Atatürk Sabiha Sultanla evlenmek istedi mi? Atatürk kimin kızını istedi?

Mustafa Kemal Atatürk, son Osmanlı Padişahı Sultan Vahdettin'in kızı Sabiha Sultan'a evlenme teklif etti. Bu gelişme, dönemin siyasi ve sosyal dinamikleri açısından önemli bir adım olarak değerlendirilmektedir. Atatürk'ün bu teklifi, 'Yeni Türkiye' idealinin şekillenmesinde sembolik bir anlam taşımaktadır.

Osmanlı İmparatorluğu’nun son dönemlerinde yetişmiş bir prenses olan Sabiha Sultan, Sultan Vahdettin’in kızıydı. 1894 doğumlu olan Sabiha Sultan, Batılı bir eğitim almış, müzikle ilgilenen, zarif ve kültürlü bir kişiliğe sahipti.

Birinci Dünya Savaşı yıllarında, özellikle Çanakkale Savaşı’ndaki üstün başarılarıyla adını duyuran Mustafa Kemal Paşa, bu dönemde Sabiha Sultan’a evlenme teklifinde bulunmuştur.

💍 Evlilik Teklifinin Şekli

Atatürk, bu teklifi doğrudan değil, dönemin teamüllerine uygun biçimde aracılar vasıtasıyla iletmiştir. Teklif, önce Sultan Vahdettin’e ulaşmış; padişah ise “Bu kararı tek başıma alamam.” diyerek kızı Sabiha Sultan’a danışmıştır.

Sabiha Sultan, teklifi büyük bir nezaketle ancak olumsuz yanıtlamıştır. Bu reddin arkasında hem kişisel tercihlerin hem de dönemin siyasi koşullarının etkili olduğu düşünülmektedir.

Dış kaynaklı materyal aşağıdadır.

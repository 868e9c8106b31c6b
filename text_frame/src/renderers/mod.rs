// Copyright 2026 the Text Frame Authors
// SPDX-License-Identifier: Apache-2.0 OR MIT

//! Surface implementations.

pub mod pdf;
#[cfg(feature = "vello_cpu")]
pub mod raster;
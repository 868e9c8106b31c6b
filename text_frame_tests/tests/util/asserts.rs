// Copyright 2026 the Text Frame Authors
// SPDX-License-Identifier: Apache-2.0 OR MIT

use text_frame::renderers::raster::Bitmap;

/// Channel `channel` of every pixel in column `x`, top to bottom.
pub(crate) fn column(bitmap: &Bitmap, x: u32, channel: usize) -> Vec<u8> {
    (0..bitmap.height())
        .map(|y| bitmap.pixel(x, y).unwrap()[channel])
        .collect()
}

/// Whether `value` is neither fully on nor fully off.
pub(crate) fn is_partial(value: u8) -> bool {
    value != 0 && value != 255
}

/// Asserts that two bitmaps have the same size and format, and that no channel differs by
/// more than `tolerance` in more than `max_outliers` bytes.
pub(crate) fn assert_bitmaps_close(
    actual: &Bitmap,
    expected: &Bitmap,
    tolerance: u8,
    max_outliers: usize,
) {
    assert_eq!(
        (actual.width(), actual.height(), actual.format()),
        (expected.width(), expected.height(), expected.format()),
        "bitmap geometry"
    );
    let outliers = actual
        .data()
        .iter()
        .zip(expected.data())
        .filter(|(a, e)| a.abs_diff(**e) > tolerance)
        .count();
    assert!(
        outliers <= max_outliers,
        "{outliers} bytes differ by more than {tolerance}, allowed {max_outliers}"
    );
}
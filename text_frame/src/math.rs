// Copyright 2026 the Text Frame Authors
// SPDX-License-Identifier: Apache-2.0 OR MIT

//! Mathematical helper functions.

use crate::kurbo::{Affine, Vec2};

// From <https://github.com/linebender/tiny-skia/blob/68b198a7210a6bbf752b43d6bc4db62445730313/path/src/scalar.rs#L12>
const SCALAR_NEARLY_ZERO: f64 = 1.0 / (1 << 12) as f64;

/// A number of useful methods for f64 numbers.
pub(crate) trait FloatExt: Sized {
    /// Whether the number is approximately 0.
    fn is_nearly_zero(&self) -> bool {
        self.is_nearly_zero_within_tolerance(SCALAR_NEARLY_ZERO)
    }

    /// Whether the number is approximately 0, with a given tolerance.
    fn is_nearly_zero_within_tolerance(&self, tolerance: f64) -> bool;

    /// Round to the nearest multiple of `1 / scale`.
    #[cfg(feature = "parley")]
    fn round_to_scale(self, scale: f64) -> Self;
}

impl FloatExt for f64 {
    #[inline(always)]
    fn is_nearly_zero_within_tolerance(&self, tolerance: f64) -> bool {
        debug_assert!(tolerance >= 0.0, "tolerance must be positive");

        self.abs() <= tolerance
    }

    #[cfg(feature = "parley")]
    #[inline]
    fn round_to_scale(self, scale: f64) -> Self {
        if scale > 0.0 && scale.is_finite() {
            (self * scale).round() / scale
        } else {
            self
        }
    }
}

/// Whether the transform only scales and translates, i.e. maps horizontal lines to
/// horizontal lines.
pub(crate) fn is_axis_aligned(transform: &Affine) -> bool {
    let [_, b, c, _, _, _] = transform.as_coeffs();
    b.is_nearly_zero() && c.is_nearly_zero()
}

/// Applies only the linear part of `transform` to `v`.
pub(crate) fn apply_linear(transform: &Affine, v: Vec2) -> Vec2 {
    let [a, b, c, d, _, _] = transform.as_coeffs();
    Vec2::new(a * v.x + c * v.y, b * v.x + d * v.y)
}

/// The uniform scale a transform applies to areas, as a length factor.
pub(crate) fn length_scale(transform: &Affine) -> f64 {
    transform.determinant().abs().sqrt()
}
// Copyright 2026 the Text Frame Authors
// SPDX-License-Identifier: Apache-2.0 OR MIT

//! Separable Gaussian blur for premultiplied RGBA8 buffers, used for shadows.

#![allow(
    clippy::cast_possible_truncation,
    reason = "pixel indices and channel values are bounded by the pixmap size"
)]

/// Kernel weights in Q16 fixed point, summing to exactly `1 << 16`.
#[derive(Debug)]
struct Kernel {
    weights: Vec<u32>,
}

impl Kernel {
    /// Builds a kernel covering three standard deviations on each side, but no more than
    /// `max_radius` taps.
    fn gaussian(sigma: f64, max_radius: usize) -> Self {
        let radius = (sigma * 3.0).ceil().clamp(0.0, max_radius as f64) as i32;
        if radius == 0 {
            return Self {
                weights: vec![1 << 16],
            };
        }
        let denom = 2.0 * sigma * sigma;
        let raw: Vec<f64> = (-radius..=radius)
            .map(|i| (-f64::from(i * i) / denom).exp())
            .collect();
        let sum: f64 = raw.iter().sum();

        let mut weights: Vec<u32> = raw
            .iter()
            .map(|w| ((w / sum) * 65536.0).round().clamp(0.0, 65536.0) as u32)
            .collect();
        // Put the rounding error on the center tap so flat regions stay flat.
        let total: i64 = weights.iter().map(|w| i64::from(*w)).sum();
        let mid = weights.len() / 2;
        weights[mid] = (i64::from(weights[mid]) + 65536 - total).clamp(0, 65536) as u32;
        Self { weights }
    }

    fn radius(&self) -> i32 {
        (self.weights.len() / 2) as i32
    }
}

/// Blurs a premultiplied RGBA8 buffer of `width * height` pixels with standard deviation
/// `sigma` (in pixels). Edges are clamped, so the kernel never reaches further than the
/// larger image dimension. A non-finite or non-positive `sigma` leaves the image unchanged.
pub(crate) fn blur_premul_rgba8(src: &[u8], width: usize, height: usize, sigma: f64) -> Vec<u8> {
    debug_assert_eq!(src.len(), width * height * 4, "buffer size mismatch");
    if !sigma.is_finite() || sigma <= 0.0 || width == 0 || height == 0 {
        return src.to_vec();
    }
    let kernel = Kernel::gaussian(sigma, width.max(height));
    let mut tmp = vec![0_u8; src.len()];
    let mut out = vec![0_u8; src.len()];
    pass(src, &mut tmp, width, height, &kernel, Axis::Horizontal);
    pass(&tmp, &mut out, width, height, &kernel, Axis::Vertical);
    out
}

#[derive(Clone, Copy, Debug)]
enum Axis {
    Horizontal,
    Vertical,
}

fn pass(src: &[u8], dst: &mut [u8], width: usize, height: usize, kernel: &Kernel, axis: Axis) {
    let radius = kernel.radius();
    let (w, h) = (width as i32, height as i32);
    for y in 0..h {
        for x in 0..w {
            let mut acc = [0_u64; 4];
            for (k, weight) in kernel.weights.iter().enumerate() {
                let delta = k as i32 - radius;
                let (sx, sy) = match axis {
                    Axis::Horizontal => ((x + delta).clamp(0, w - 1), y),
                    Axis::Vertical => (x, (y + delta).clamp(0, h - 1)),
                };
                let idx = (sy * w + sx) as usize * 4;
                for (channel, value) in acc.iter_mut().enumerate() {
                    *value += u64::from(*weight) * u64::from(src[idx + channel]);
                }
            }
            let out_idx = (y * w + x) as usize * 4;
            for (channel, value) in acc.iter().enumerate() {
                dst[out_idx + channel] = ((value + 32768) >> 16).min(255) as u8;
            }
        }
    }
}
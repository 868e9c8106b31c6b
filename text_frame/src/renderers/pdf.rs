// Copyright 2026 the Text Frame Authors
// SPDX-License-Identifier: Apache-2.0 OR MIT

//! A single-page vector surface.
//!
//! [`PdfPage`] records what is drawn into it. The recording can be written out as a
//! PDF document or replayed into another surface, the way a PDF page is drawn into a
//! graphics context.

use std::collections::BTreeMap;
use std::fmt::Write as _;

use crate::kurbo::{Affine, BezPath, PathEl, Point, Size, Vec2};
use crate::math::{apply_linear, length_scale};
use crate::peniko::Color;
use crate::surface::{Surface, SurfaceKind, SurfaceShadow};

/// A recorded page command.
///
/// Geometry is kept in page space: y-up points with the origin at the bottom left.
#[derive(Clone, Debug, PartialEq)]
pub enum PageCommand {
    /// Fill `path` transformed by `transform` into page space.
    Fill {
        /// The path in the user space it was drawn in.
        path: BezPath,
        /// User space to page space at the time of the fill.
        transform: Affine,
        /// Fill color.
        color: Color,
    },
    /// Start a shadow scope.
    BeginShadow {
        /// Offset in page space.
        offset: Vec2,
        /// Blur radius in page space.
        blur: f64,
        /// Shadow color.
        color: Color,
    },
    /// End the current shadow scope.
    EndShadow,
}

/// A vector page of a fixed size in points.
///
/// The default user space is y-down with its origin at the top left of the page, so the
/// base transform is `[1, 0, 0, -1, 0, height]`.
#[derive(Clone, Debug)]
pub struct PdfPage {
    size: Size,
    base: Affine,
    transform: Affine,
    commands: Vec<PageCommand>,
}

impl PdfPage {
    /// Creates an empty page.
    pub fn new(size: Size) -> Self {
        let base = Affine::new([1.0, 0.0, 0.0, -1.0, 0.0, size.height]);
        Self {
            size,
            base,
            transform: base,
            commands: Vec::new(),
        }
    }

    /// The media box size in points.
    pub fn size(&self) -> Size {
        self.size
    }

    /// Everything drawn so far, in order.
    pub fn commands(&self) -> &[PageCommand] {
        &self.commands
    }

    /// Replays the page into `target`, mapping page space through the target's current
    /// transform.
    ///
    /// The target's transform is left as it was found.
    pub fn draw_into(&self, target: &mut dyn Surface) {
        let page_to_target = target.transform();
        let target_base = target
            .base_transform()
            .filter(|base| base.determinant() != 0.0)
            .unwrap_or(Affine::IDENTITY);
        let base_linear = linear(target_base);
        let base_scale = length_scale(&target_base);

        for command in &self.commands {
            match command {
                PageCommand::Fill {
                    path,
                    transform,
                    color,
                } => {
                    target.set_transform(page_to_target * *transform);
                    target.fill_path(path, *color);
                }
                PageCommand::BeginShadow {
                    offset,
                    blur,
                    color,
                } => {
                    let device = apply_linear(&page_to_target, *offset);
                    target.begin_shadow(SurfaceShadow {
                        offset: apply_linear(&base_linear.inverse(), device),
                        blur: blur * length_scale(&page_to_target) / base_scale,
                        color: *color,
                    });
                }
                PageCommand::EndShadow => target.end_shadow(),
            }
        }
        target.set_transform(page_to_target);
    }

    /// Writes the page as a single-page PDF document.
    ///
    /// Shadows are written as unblurred copies of their fills at the shadow offset.
    pub fn to_pdf(&self) -> Vec<u8> {
        let mut alphas = AlphaStates::default();
        let content = self.content_stream(&mut alphas);

        let mut writer = PdfWriter::new();
        writer.object(1, "<< /Type /Catalog /Pages 2 0 R >>");
        writer.object(2, "<< /Type /Pages /Kids [3 0 R] /Count 1 >>");
        let mut page = String::from("<< /Type /Page /Parent 2 0 R /MediaBox [0 0 ");
        push_number(&mut page, self.size.width);
        page.push(' ');
        push_number(&mut page, self.size.height);
        page.push_str("] /Contents 4 0 R /Resources << ");
        if !alphas.is_empty() {
            page.push_str("/ExtGState << ");
            for (index, _) in alphas.iter() {
                let _ = write!(page, "/GS{index} {} 0 R ", 5 + index);
            }
            page.push_str(">> ");
        }
        page.push_str(">> >>");
        writer.object(3, &page);
        writer.stream(4, content.as_bytes());
        for (index, alpha) in alphas.iter() {
            let mut state = String::from("<< /Type /ExtGState /ca ");
            push_number(&mut state, f64::from(alpha) / 255.0);
            state.push_str(" >>");
            writer.object(5 + index, &state);
        }
        writer.finish(1)
    }

    fn content_stream(&self, alphas: &mut AlphaStates) -> String {
        let mut out = String::new();
        let mut shadow: Option<(Vec2, Color)> = None;
        let mut shadowed: Vec<(&BezPath, Affine, Color)> = Vec::new();

        for command in &self.commands {
            match command {
                PageCommand::Fill {
                    path,
                    transform,
                    color,
                } => {
                    if shadow.is_some() {
                        shadowed.push((path, *transform, *color));
                    } else {
                        write_fill(&mut out, alphas, path, *transform, *color);
                    }
                }
                PageCommand::BeginShadow { offset, color, .. } => {
                    shadow = Some((*offset, *color));
                }
                PageCommand::EndShadow => {
                    if let Some((offset, shadow_color)) = shadow.take() {
                        let to_shadow = Affine::translate(offset);
                        for (path, transform, color) in &shadowed {
                            let color = shadow_color.multiply_alpha(color.components[3]);
                            write_fill(&mut out, alphas, path, to_shadow * *transform, color);
                        }
                        for (path, transform, color) in shadowed.drain(..) {
                            write_fill(&mut out, alphas, path, transform, color);
                        }
                    }
                }
            }
        }
        for (path, transform, color) in shadowed {
            write_fill(&mut out, alphas, path, transform, color);
        }
        out
    }
}

impl Surface for PdfPage {
    fn kind(&self) -> SurfaceKind {
        SurfaceKind::Vector
    }

    fn transform(&self) -> Affine {
        self.transform
    }

    fn set_transform(&mut self, transform: Affine) {
        self.transform = transform;
    }

    fn base_transform(&self) -> Option<Affine> {
        Some(self.base)
    }

    fn fill_path(&mut self, path: &BezPath, color: Color) {
        self.commands.push(PageCommand::Fill {
            path: path.clone(),
            transform: self.transform,
            color,
        });
    }

    fn begin_shadow(&mut self, shadow: SurfaceShadow) {
        self.commands.push(PageCommand::BeginShadow {
            offset: apply_linear(&self.base, shadow.offset),
            blur: shadow.blur * length_scale(&self.base),
            color: shadow.color,
        });
    }

    fn end_shadow(&mut self) {
        self.commands.push(PageCommand::EndShadow);
    }
}

fn linear(transform: Affine) -> Affine {
    let [a, b, c, d, _, _] = transform.as_coeffs();
    Affine::new([a, b, c, d, 0.0, 0.0])
}

/// Distinct fill opacities, each backed by one graphics state object.
#[derive(Debug, Default)]
struct AlphaStates {
    indices: BTreeMap<u8, usize>,
}

impl AlphaStates {
    fn index(&mut self, alpha: u8) -> usize {
        let next = self.indices.len();
        *self.indices.entry(alpha).or_insert(next)
    }

    fn is_empty(&self) -> bool {
        self.indices.is_empty()
    }

    /// `(index, alpha)` pairs in index order.
    fn iter(&self) -> impl Iterator<Item = (usize, u8)> {
        let mut pairs: Vec<_> = self.indices.iter().map(|(a, i)| (*i, *a)).collect();
        pairs.sort_unstable();
        pairs.into_iter()
    }
}

fn write_fill(
    out: &mut String,
    alphas: &mut AlphaStates,
    path: &BezPath,
    transform: Affine,
    color: Color,
) {
    let [r, g, b, a] = color.components;
    if a <= 0.0 {
        return;
    }
    out.push_str("q ");
    #[expect(
        clippy::cast_possible_truncation,
        reason = "alpha is clamped to 0..=255"
    )]
    let alpha = (f64::from(a).clamp(0.0, 1.0) * 255.0).round() as u8;
    if alpha < 255 {
        let _ = write!(out, "/GS{} gs ", alphas.index(alpha));
    }
    for coeff in transform.as_coeffs() {
        push_number(out, coeff);
        out.push(' ');
    }
    out.push_str("cm ");
    for channel in [r, g, b] {
        push_number(out, f64::from(channel).clamp(0.0, 1.0));
        out.push(' ');
    }
    out.push_str("rg\n");
    write_path(out, path);
    out.push_str("f Q\n");
}

fn write_path(out: &mut String, path: &BezPath) {
    let mut current = Point::ZERO;
    let mut start = Point::ZERO;
    for el in path.elements() {
        match *el {
            PathEl::MoveTo(p) => {
                push_points(out, &[p], "m");
                current = p;
                start = p;
            }
            PathEl::LineTo(p) => {
                push_points(out, &[p], "l");
                current = p;
            }
            PathEl::QuadTo(p1, p2) => {
                let c1 = current + (p1 - current) * (2.0 / 3.0);
                let c2 = p2 + (p1 - p2) * (2.0 / 3.0);
                push_points(out, &[c1, c2, p2], "c");
                current = p2;
            }
            PathEl::CurveTo(p1, p2, p3) => {
                push_points(out, &[p1, p2, p3], "c");
                current = p3;
            }
            PathEl::ClosePath => {
                out.push_str("h\n");
                current = start;
            }
        }
    }
}

fn push_points(out: &mut String, points: &[Point], op: &str) {
    for p in points {
        push_number(out, p.x);
        out.push(' ');
        push_number(out, p.y);
        out.push(' ');
    }
    out.push_str(op);
    out.push('\n');
}

/// Writes `value` with at most four decimals and no trailing zeros.
fn push_number(out: &mut String, value: f64) {
    let value = if value.is_finite() { value } else { 0.0 };
    let formatted = format!("{value:.4}");
    let trimmed = formatted.trim_end_matches('0').trim_end_matches('.');
    out.push_str(if trimmed == "-0" { "0" } else { trimmed });
}

/// Serializes numbered objects and the cross-reference table.
#[derive(Debug)]
struct PdfWriter {
    buf: Vec<u8>,
    offsets: BTreeMap<usize, usize>,
}

impl PdfWriter {
    fn new() -> Self {
        let mut buf = b"%PDF-1.4\n".to_vec();
        // Binary marker so transfer tools treat the file as binary.
        buf.extend_from_slice(b"%\xE2\xE3\xCF\xD3\n");
        Self {
            buf,
            offsets: BTreeMap::new(),
        }
    }

    fn object(&mut self, id: usize, body: &str) {
        self.offsets.insert(id, self.buf.len());
        self.buf
            .extend_from_slice(format!("{id} 0 obj\n{body}\nendobj\n").as_bytes());
    }

    fn stream(&mut self, id: usize, data: &[u8]) {
        self.offsets.insert(id, self.buf.len());
        self.buf.extend_from_slice(
            format!("{id} 0 obj\n<< /Length {} >>\nstream\n", data.len()).as_bytes(),
        );
        self.buf.extend_from_slice(data);
        self.buf.extend_from_slice(b"\nendstream\nendobj\n");
    }

    fn finish(mut self, root: usize) -> Vec<u8> {
        let xref = self.buf.len();
        let count = self.offsets.len() + 1;
        let mut table = format!("xref\n0 {count}\n0000000000 65535 f \n");
        for offset in self.offsets.values() {
            let _ = writeln!(table, "{offset:010} 00000 n ");
        }
        let _ = write!(
            table,
            "trailer\n<< /Size {count} /Root {root} 0 R >>\nstartxref\n{xref}\n%%EOF\n"
        );
        self.buf.extend_from_slice(table.as_bytes());
        self.buf
    }
}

🕰️ Tarihsel ve Siyasi Arka Plan

Bu evlilik gerçekleşmiş olsaydı, Osmanlı Hanedanı ile Türkiye Cumhuriyeti’nin kurucusu Mustafa Kemal Atatürk arasında sembolik bir köprü kurulmuş olacaktı.

Bazı tarihçiler, Atatürk’ün bu teklifini yalnızca duygusal değil, siyasi bir strateji olarak da değerlendirmektedir. Hanedanla kurulacak bir bağın, yeni Türkiye’nin halk nezdinde meşruiyetini güçlendirebileceği düşünülmüştür.

👑 Atatürk Başka Kimin Kızını İstedi?

Tarihî kaynaklarda, Sabiha Sultan dışında Atatürk’ün başka bir hanedan üyesine evlilik teklif ettiği yönünde kesin bir bilgi bulunmamaktadır.

Mustafa Kemal Atatürk, 1923 yılında Latife Hanım ile evlenmiş, ancak bu evlilik 1925 yılında sona ermiştir.

📜 Sonuç

Atatürk’ün Sabiha Sultan’a evlilik teklifi, gerçekleşmemiş olsa da Türk tarihinin dikkat çeken anekdotlarından biri olarak anılmaktadır. Bu olay, hem kişisel hem de siyasi yönleriyle, Osmanlı’nın sonu ile Cumhuriyet’in doğuşu arasındaki geçiş dönemini yansıtan anlamlı bir tarihsel kesit niteliğindedir.